Je prends ensuite la direction des lacs et cascades de Plitvice, situés à l'Est de la Croatie. A la sortie de Rijeka je passe par Tribalj, où se situe un spot de parapente assez prisé. Bien que je n'avais pas spécialement envisagé de voler, une navette part justement pour le décollage. Juste le temps de demander à des pécheurs de veiller sur mon fidèle destrier et je récupère ma voile pour monter en direction de l'aire de décollage. Nous aurons l'occasion de faire deux rotations pour faire deux vols tout aussi fabuleux qu’inattendus. Il faut savoir profiter de ces moments, car ayant regardé la météo je sais qu'une journée de 90km, 1400m de dénivelé et sous la pluie m'attend le lendemain. J'essaye tant bien que mal de m'avancer au maximum. J'arrive près de Plitvice trempé jusqu'au os, J'ai un problème d'étanchéité de ma veste Gore-tex qu'il me faut résoudre avant d'avoir des températures plus froides.
Le parc national de Plitvice est plus que bien aménagé, car il accueille plus d'un million de visiteurs chaque année. Il me faudra y aller tôt pour pouvoir profiter du lieu, car vite envahi de centaines de visiteurs, composés surtout de groupes de touristes de toutes origines.
Si j'ai eu la chance d'avoir une accalmie pour ma visite du parc, la pluie redouble à mon retour au camping. Et c'est sous un déluge que je plie ma tente pour me diriger vers la frontière avec la Bosnie. Le douanier ne me fera pas l'affront de fouiller mes bagages, ce qui est assez classique d'après ce que j'ai compris. Il me lancera même un "Rafting?!" j'avoue avoir apprécié la note d'humour dans ce contexte un peu difficile. Si tout en pédalant sous la pluie j'ai rêvé d'une chambre dans une auberge (souvent moins de 10€ en Bosnie) une accalmie me permet de passer du stade mouillé "pré-essorage" à mouillé "post-essorage". Je décide donc de camper en pleine nature et de tester ainsi ma résistance et mes limites. Je me trouve ainsi en pleine nature, dans une zone déminée fort heureusement, ce qui ne semble pas être le cas partout dans la région.

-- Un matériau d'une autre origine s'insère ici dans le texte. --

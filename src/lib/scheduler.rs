//! Parallel partition scheduling.
//!
//! Tasks are pushed onto a lock-free queue and drained by a fixed pool of scoped worker
//! threads. Each worker opens its own [`AlignmentSource`], scans partitions until the
//! queue is empty, folds its counters into the shared [`StatsAggregator`] and sends the
//! partition result back to the calling thread.
//!
//! The first failure is stored and raises a flag that every worker checks between
//! partitions (and the scanner checks between records), so the remaining work is
//! abandoned promptly. The stored error is returned once all workers have joined.

use std::sync::atomic::{AtomicBool, Ordering};

use crossbeam_channel::Sender;
use crossbeam_queue::SegQueue;
use parking_lot::Mutex;

use crate::bam_io::{AlignmentSource, AlignmentSourceFactory};
use crate::config::ScanConfig;
use crate::discordant::DiscordantGroup;
use crate::errors::{Result, SvPrepError};
use crate::fragment::Fragment;
use crate::hotspot::HotspotCache;
use crate::junction::JunctionData;
use crate::partition::PartitionTask;
use crate::progress::ProgressTracker;
use crate::scanner::{PartitionResult, PartitionScanner};
use crate::spanning_cache::{SpanningCache, SpanningCacheCounters};
use crate::stats::{CombinedStats, PartitionStats, StatsAggregator};

/// Partitions completed between progress messages.
const PROGRESS_LOG_INTERVAL: u64 = 100;

/// Shared failure state for one run.
#[derive(Debug, Default)]
pub struct ScanState {
    /// Set once any worker fails; checked by every worker.
    pub error_flag: AtomicBool,
    /// The first error recorded.
    error: Mutex<Option<SvPrepError>>,
}

impl ScanState {
    #[must_use]
    pub fn new() -> Self {
        Self::default()
    }

    /// Records an error and signals workers to stop. Later errors are dropped.
    pub fn set_error(&self, error: SvPrepError) {
        self.error_flag.store(true, Ordering::SeqCst);
        let mut guard = self.error.lock();
        if guard.is_none() {
            *guard = Some(error);
        }
    }

    #[must_use]
    pub fn has_error(&self) -> bool {
        self.error_flag.load(Ordering::Relaxed)
    }

    pub fn take_error(&self) -> Option<SvPrepError> {
        self.error.lock().take()
    }
}

/// Extracts a message from a thread panic payload.
#[must_use]
pub fn extract_panic_message(panic_info: Box<dyn std::any::Any + Send>) -> String {
    if let Some(s) = panic_info.downcast_ref::<&str>() {
        (*s).to_string()
    } else if let Some(s) = panic_info.downcast_ref::<String>() {
        s.clone()
    } else {
        "Unknown panic".to_string()
    }
}

/// Output of a complete run.
#[derive(Debug)]
pub struct ScanResults {
    /// Per-partition results ordered by task id.
    pub partitions: Vec<PartitionResult>,
    /// Interesting fragments still cached after every partition ran, ordered by id.
    pub leftover_fragments: Vec<Fragment>,
    pub stats: CombinedStats,
    pub cache_counters: SpanningCacheCounters,
}

impl ScanResults {
    /// Retained junctions in partition order.
    pub fn junctions(&self) -> impl Iterator<Item = &JunctionData> {
        self.partitions.iter().flat_map(|p| p.junctions.iter())
    }

    pub fn discordant_groups(&self) -> impl Iterator<Item = &DiscordantGroup> {
        self.partitions.iter().flat_map(|p| p.discordant_groups.iter())
    }

    /// Every emitted fragment: completed ones in partition order, then leftovers.
    pub fn fragments(&self) -> impl Iterator<Item = &Fragment> {
        self.partitions.iter().flat_map(|p| p.fragments.iter()).chain(self.leftover_fragments.iter())
    }
}

/// Runs partition scans on a worker pool.
#[derive(Debug, Clone)]
pub struct PartitionScheduler {
    config: ScanConfig,
}

impl PartitionScheduler {
    #[must_use]
    pub fn new(config: ScanConfig) -> Self {
        Self { config }
    }

    #[must_use]
    pub fn config(&self) -> &ScanConfig {
        &self.config
    }

    /// Scans every task and reconciles fragments through `cache`.
    ///
    /// # Errors
    ///
    /// Returns the first error raised by any worker. Results of partitions that completed
    /// before the failure are discarded.
    pub fn run<F: AlignmentSourceFactory>(
        &self,
        tasks: Vec<PartitionTask>,
        factory: &F,
        hotspots: &HotspotCache,
        cache: &SpanningCache,
    ) -> Result<ScanResults> {
        self.config.validate()?;

        let task_count = tasks.len();
        let queue = SegQueue::new();
        for task in tasks {
            queue.push(task);
        }

        let threads = self.config.threads.min(task_count).max(1);
        log::info!("Scanning {task_count} partitions with {threads} threads");

        let scanner = PartitionScanner::new(self.config.filters.clone(), cache, hotspots);
        let state = ScanState::new();
        let aggregator = StatsAggregator::new();
        let progress = ProgressTracker::new("Scanned partitions")
            .with_interval(PROGRESS_LOG_INTERVAL)
            .with_total(task_count as u64);

        let mut partitions: Vec<PartitionResult> = std::thread::scope(|scope| {
            let (tx, rx) = crossbeam_channel::unbounded();
            let handles: Vec<_> = (0..threads)
                .map(|worker| {
                    let tx = tx.clone();
                    let worker_ctx = Worker {
                        id: worker,
                        queue: &queue,
                        scanner: &scanner,
                        state: &state,
                        aggregator: &aggregator,
                        progress: &progress,
                    };
                    scope.spawn(move || worker_ctx.run(factory, &tx))
                })
                .collect();
            drop(tx);

            let results: Vec<PartitionResult> = rx.iter().collect();
            for (worker, handle) in handles.into_iter().enumerate() {
                if let Err(panic_info) = handle.join() {
                    let reason = extract_panic_message(panic_info);
                    log::error!("Worker {worker} panicked: {reason}");
                    state.set_error(SvPrepError::WorkerFailed { worker, reason });
                }
            }
            results
        });

        if let Some(error) = state.take_error() {
            return Err(error);
        }
        progress.log_final();

        let mut leftover_fragments = cache.finalize();
        let before = leftover_fragments.len();
        leftover_fragments.retain(Fragment::is_interesting);
        for fragment in &mut leftover_fragments {
            fragment.mark_written();
        }
        aggregator.merge_reads(&PartitionStats {
            uninteresting_fragments: (before - leftover_fragments.len()) as u64,
            ..Default::default()
        });
        if !leftover_fragments.is_empty() {
            log::debug!("{} fragments left incomplete after all partitions", leftover_fragments.len());
        }

        partitions.sort_by_key(|p| p.task.id);
        Ok(ScanResults {
            partitions,
            leftover_fragments,
            stats: aggregator.into_inner(),
            cache_counters: cache.counters(),
        })
    }
}

/// Borrowed run state for one worker thread.
struct Worker<'s, 'a> {
    id: usize,
    queue: &'s SegQueue<PartitionTask>,
    scanner: &'s PartitionScanner<'a>,
    state: &'s ScanState,
    aggregator: &'s StatsAggregator,
    progress: &'s ProgressTracker,
}

impl Worker<'_, '_> {
    fn run<F: AlignmentSourceFactory>(self, factory: &F, tx: &Sender<PartitionResult>) {
        let mut source = match factory.open() {
            Ok(source) => source,
            Err(e) => {
                self.state.set_error(SvPrepError::WorkerFailed { worker: self.id, reason: format!("{e:#}") });
                return;
            }
        };

        while !self.state.has_error() {
            let Some(task) = self.queue.pop() else { break };
            if !self.scan_one(&task, &mut source, tx) {
                break;
            }
        }
    }

    /// Scans one task. Returns false when the worker should stop.
    fn scan_one<S: AlignmentSource>(
        &self,
        task: &PartitionTask,
        source: &mut S,
        tx: &Sender<PartitionResult>,
    ) -> bool {
        match self.scanner.scan(task, source, &self.state.error_flag) {
            Ok(result) => {
                self.aggregator.merge(&result.stats, &result.discordant_stats, result.elapsed);
                self.progress.log_if_needed(1);
                tx.send(result).is_ok()
            }
            Err(e) => {
                if !matches!(e.downcast_ref::<SvPrepError>(), Some(SvPrepError::Cancelled)) {
                    log::error!("Partition {} ({}) failed: {e:#}", task.id, task.region);
                    self.state.set_error(SvPrepError::PartitionFailed {
                        partition_id: task.id,
                        region: task.region.to_string(),
                        reason: format!("{e:#}"),
                    });
                }
                false
            }
        }
    }
}
use thiserror::Error;

/// Errors of turning raw feed records into [`crate::Sample`]s
#[derive(Error, Debug)]
pub enum Error {
    #[error("Invalid timestamp `{value}`: {source}")]
    InvalidTimestamp {
        value: String,
        #[source]
        source: time::error::Parse,
    },

    #[error("Timestamp `{0}` is before the unix epoch")]
    BeforeEpoch(String),

    #[error("Invalid {channel} value `{value}` at {time}")]
    InvalidCoordinate {
        channel: &'static str,
        value: String,
        time: String,
    },
}

pub type Result<T, E = Error> = std::result::Result<T, E>;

Beaucoup de maison sont encore marquées d'impacts de balles ce qui me renvoie à un conflit dont j'ignorais beaucoup de choses avant ma venue. Ici les pourtours d'une fenêtre sont criblées signant un échange de tirs prémédités.
Coté climat le scénario reste le même, une nouvelle nuit sous la pluie, une autre journée à braver les averses. Je rencontre par hasard un français, Pierre, voyageur chevronné. A 71 ans il dort encore dans sa voiture qu'il a (pas vraiment) aménagé. Il semble avoir sillonné une bonne partie du monde et connait la plupart des endroits où je compte me rendre. Une complicité tacite s'installe entre celui qui a parcouru le monde et celui qui s'apprête à prendre un chemin similaire. Une sorte de passage de flambeau assurant la relève.

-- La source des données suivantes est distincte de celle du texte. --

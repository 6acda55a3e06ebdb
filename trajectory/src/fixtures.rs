//! Synthetic samples for tests. Positions are offsets north of a fixed yard origin so
//! the distance between two samples equals the difference of their offsets.

use std::time::Duration;

use crate::{
    DriftOptions, MovementOptions, Options, Sample, SimplifyOptions, TripOptions,
    geometry::EARTH_RADIUS_M,
};

pub const ORIGIN_LATITUDE: f64 = 30.835;
pub const ORIGIN_LONGITUDE: f64 = 104.417;

/// Electric carts in a factory yard reporting every 30 seconds
pub const DRIFT: DriftOptions = DriftOptions::new(40.0, 3.0, 120.0);
pub const MOVEMENT: MovementOptions = MovementOptions::new(
    3,
    10.0,
    20.0,
    Duration::from_secs(90),
    Duration::from_secs(60),
);
pub const TRIP: TripOptions = TripOptions::new(Duration::from_secs(60), Duration::from_secs(30));
pub const SIMPLIFY: SimplifyOptions = SimplifyOptions::new(5.0);
pub const OPTIONS: Options = Options::new(DRIFT, MOVEMENT, TRIP, SIMPLIFY);

/// Sample `north` meters north and `east` meters east of the origin at second `secs`.
pub fn position(north: f64, east: f64, secs: u64) -> Sample {
    let parallel_radius = EARTH_RADIUS_M * ORIGIN_LATITUDE.to_radians().cos();

    Sample::new(
        ORIGIN_LATITUDE + (north / EARTH_RADIUS_M).to_degrees(),
        ORIGIN_LONGITUDE + (east / parallel_radius).to_degrees(),
        Duration::from_secs(secs),
    )
}

/// Sample `meters` north of the origin at second `secs`.
pub fn north(meters: f64, secs: u64) -> Sample {
    position(meters, 0.0, secs)
}

/// Offsets north sampled every `interval` seconds starting at `start`.
pub fn track(offsets: impl IntoIterator<Item = f64>, start: u64, interval: u64) -> Vec<Sample> {
    offsets
        .into_iter()
        .enumerate()
        .map(|(i, meters)| north(meters, start + i as u64 * interval))
        .collect()
}

/// Parked for 6 samples, 10 steps of 25 m, parked again for 4 samples. 30 seconds apart.
pub fn parked_drive_parked() -> Vec<Sample> {
    let mut offsets = vec![0.0, 1.0, 0.5, 1.5, 0.0, 1.0];
    offsets.extend((1..=10).map(|step| 1.0 + 25.0 * step as f64));
    offsets.extend([276.0, 277.0, 276.5, 277.5]);

    track(offsets, 0, 30)
}
//! Pairing of raw feed records into [`Sample`]s.
//!
//! The tracker feed delivers latitude and longitude as separate records sharing a
//! timestamp:
//!
//! ```notrust
//! time,PN,value
//! 2024-05-01 08:00:00,lat,30.835
//! 2024-05-01 08:00:00,lon,104.417
//! ```
//!
//! Timestamps are UTC. Records of other channels are ignored.

use std::collections::BTreeMap;

use time::{
    OffsetDateTime, PrimitiveDateTime, format_description::BorrowedFormatItem,
    macros::format_description,
};

use crate::{Error, Result, Sample};

const TIME_FORMAT: &[BorrowedFormatItem<'static>] =
    format_description!("[year]-[month]-[day] [hour]:[minute]:[second]");

const LATITUDE: &str = "lat";
const LONGITUDE: &str = "lon";

#[derive(Debug, Clone, PartialEq, Eq)]
#[cfg_attr(feature = "serde", derive(serde::Serialize, serde::Deserialize))]
pub struct RawRecord {
    pub time: String,
    /// Channel name, `lat` or `lon`
    #[cfg_attr(feature = "serde", serde(rename = "PN"))]
    pub channel: String,
    pub value: String,
}

#[derive(Debug, Default)]
struct Pair {
    latitude: Option<f64>,
    longitude: Option<f64>,
}

/// Pair latitude and longitude records by timestamp.
///
/// Timestamps with only one of the two coordinates are dropped. The result is sorted by
/// timestamp in asc order.
pub fn pair_records(records: impl IntoIterator<Item = RawRecord>) -> Result<Vec<Sample>> {
    let mut pairs = BTreeMap::<PrimitiveDateTime, Pair>::new();

    for RawRecord {
        time,
        channel,
        value,
    } in records
    {
        let channel = match channel.trim() {
            LATITUDE => LATITUDE,
            LONGITUDE => LONGITUDE,
            _ => continue,
        };

        let timestamp = parse_time(&time)?;
        let coordinate = parse_coordinate(channel, &value, &time)?;

        let pair = pairs.entry(timestamp).or_default();
        match channel {
            LATITUDE => pair.latitude = Some(coordinate),
            _ => pair.longitude = Some(coordinate),
        }
    }

    let total = pairs.len();

    let samples = pairs
        .into_iter()
        .filter_map(|(time, pair)| match (pair.latitude, pair.longitude) {
            (Some(latitude), Some(longitude)) => Some((time, latitude, longitude)),
            _ => None,
        })
        .map(|(time, latitude, longitude)| {
            let since_epoch = time.assume_utc() - OffsetDateTime::UNIX_EPOCH;
            let timestamp = std::time::Duration::try_from(since_epoch)
                .map_err(|_| Error::BeforeEpoch(time.to_string()))?;

            Ok(Sample::new(latitude, longitude, timestamp))
        })
        .collect::<Result<Vec<_>>>()?;

    if samples.len() < total {
        log::debug!(
            "Dropped {} timestamps without both coordinates",
            total - samples.len()
        );
    }

    Ok(samples)
}

fn parse_time(value: &str) -> Result<PrimitiveDateTime> {
    PrimitiveDateTime::parse(value.trim(), TIME_FORMAT).map_err(|source| Error::InvalidTimestamp {
        value: value.to_owned(),
        source,
    })
}

fn parse_coordinate(channel: &'static str, value: &str, time: &str) -> Result<f64> {
    value
        .trim()
        .parse::<f64>()
        .ok()
        .filter(|this| this.is_finite())
        .ok_or_else(|| Error::InvalidCoordinate {
            channel,
            value: value.to_owned(),
            time: time.to_owned(),
        })
}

Plus loin c'est un jeune auto-stoppeur qui attirera ma curiosité. Son sac de voyage témoigne sa volonté de prendre un nouveau départ, sous le regard bienveillant de sa mère. Si la scène me renvoie indubitablement à mon départ, elle illustre surtout le désir de la jeunesse de construire un avenir dans des régions plus prometteuse. La Bosnie s’appauvrit de sa jeunesse, ce qui risque probablement de poser des problèmes dans le futur.

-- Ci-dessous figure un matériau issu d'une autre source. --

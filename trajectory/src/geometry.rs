//! Distance and heading between samples.
//!
//! Distance is the great-circle (haversine) distance on a sphere of radius
//! [`EARTH_RADIUS_M`] meters:
//!
//! ```notrust
//! a = sin²(Δφ / 2) + cos(φ1) · cos(φ2) · sin²(Δλ / 2)
//! d = 2 · R · atan2(√a, √(1 − a))
//! ```
//!
//! with latitudes `φ` and longitudes `λ` in radians.

use crate::Sample;

/// Radius of Earth in meters
pub const EARTH_RADIUS_M: f64 = 6_371_000.0;

const MS_TO_KMH: f64 = 3.6;

/// Great-circle distance between two samples in meters.
pub fn distance(a: &Sample, b: &Sample) -> f64 {
    haversine(a.longitude, a.latitude, b.longitude, b.latitude)
}

/// Initial bearing from `a` to `b` in degrees, clockwise from north, in `[0, 360)`.
///
/// Coincident points give `0`.
pub fn bearing(a: &Sample, b: &Sample) -> f64 {
    let d_lon = (b.longitude - a.longitude).to_radians();
    let latitude_1 = a.latitude.to_radians();
    let latitude_2 = b.latitude.to_radians();

    let y = d_lon.sin() * latitude_2.cos();
    let x = latitude_1.cos() * latitude_2.sin() - latitude_1.sin() * latitude_2.cos() * d_lon.cos();

    y.atan2(x).to_degrees().rem_euclid(360.0)
}

/// Smallest angle between two bearings, in `[0, 180]`.
pub fn heading_change(from: f64, to: f64) -> f64 {
    let change = (to - from).abs() % 360.0;

    match change > 180.0 {
        true => 360.0 - change,
        false => change,
    }
}

/// Implied speed in km/h, `None` if time doesn't advance from `from` to `to`.
pub fn speed_kmh(from: &Sample, to: &Sample) -> Option<f64> {
    if to.timestamp <= from.timestamp {
        return None;
    }

    let seconds = to.elapsed_since(from).as_secs_f64();

    Some(distance(from, to) / seconds * MS_TO_KMH)
}

/// Calculates distance from point A to point B in meters
fn haversine(longitude_1: f64, latitude_1: f64, longitude_2: f64, latitude_2: f64) -> f64 {
    let d_lat = (latitude_2 - latitude_1).to_radians();
    let d_lon = (longitude_2 - longitude_1).to_radians();

    let latitude_1 = latitude_1.to_radians();
    let latitude_2 = latitude_2.to_radians();

    let a = (d_lat / 2.0).sin().powi(2)
        + (d_lon / 2.0).sin().powi(2) * latitude_1.cos() * latitude_2.cos();

    EARTH_RADIUS_M * 2.0 * a.sqrt().atan2((1.0 - a).sqrt())
}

Je renouvelle mon campement au soir venu, et l'ensemble de mes affaires commence à sérieusement s'imbiber. Heureusement, au lendemain, le vent chasse les derniers nuages et me permet un séchage express de l'ensemble de mon équipement. Lors de ma pause déjeuner tout est étalé le long de la route offrant un spectacle atypique aux automobilistes. Alors que je commence à chercher un endroit où passer la nuit, le tenancier d'une auberge-restaurant m'invite à le rejoindre pour l'apéro. Il me propose une chambre dans un anglais approximatif mais très vite il comprend que ce n'est pas ce que je recherche. Finalement il m'invitera à camper dans son jardin, et comme pour sceller notre entente il m'offre une seconde tournée (en Bosnie la pinte est de rigueur). Et puis très vite ses amis nous rejoignent et je deviens rapidement l'attraction de la soirée, et ils se mettent ainsi en tête de voir jusqu'à quel point un français tient l'alcool, j'ai surtout appris comment dire "santé" en bosniaque (cf le titre de ce post). Au petit déjeuner le lendemain, certains sont déjà à la bière me faisant réaliser que je n'avais pas vraiment mes chances de rivaliser la veille. Mais le plus intéressant restera la rencontre avec Amir. Il parle assez bien anglais et me raconte les années de guerre. Après avoir fuis le pays il est venu se réinstallé avec ses parents dans son village natal. Il n'avait qu'une dizaine d'année à l'époque mais se souvient très bien de l'angoisse provoquée par quelqu'un qui frappe à la porte la nuit:"On ne savait jamais si c'était des combattants ennemis qui venaient nous massacrer ou la milice locale qui nous protégeait." Ce que je retiendrai surtout de notre échange, c'est qu'il semble que l'ensemble de la population ne savait absolument pas pourquoi ils se battaient contre leurs voisins, dans un conflit programmé par des volontés politiques plutôt abstraites.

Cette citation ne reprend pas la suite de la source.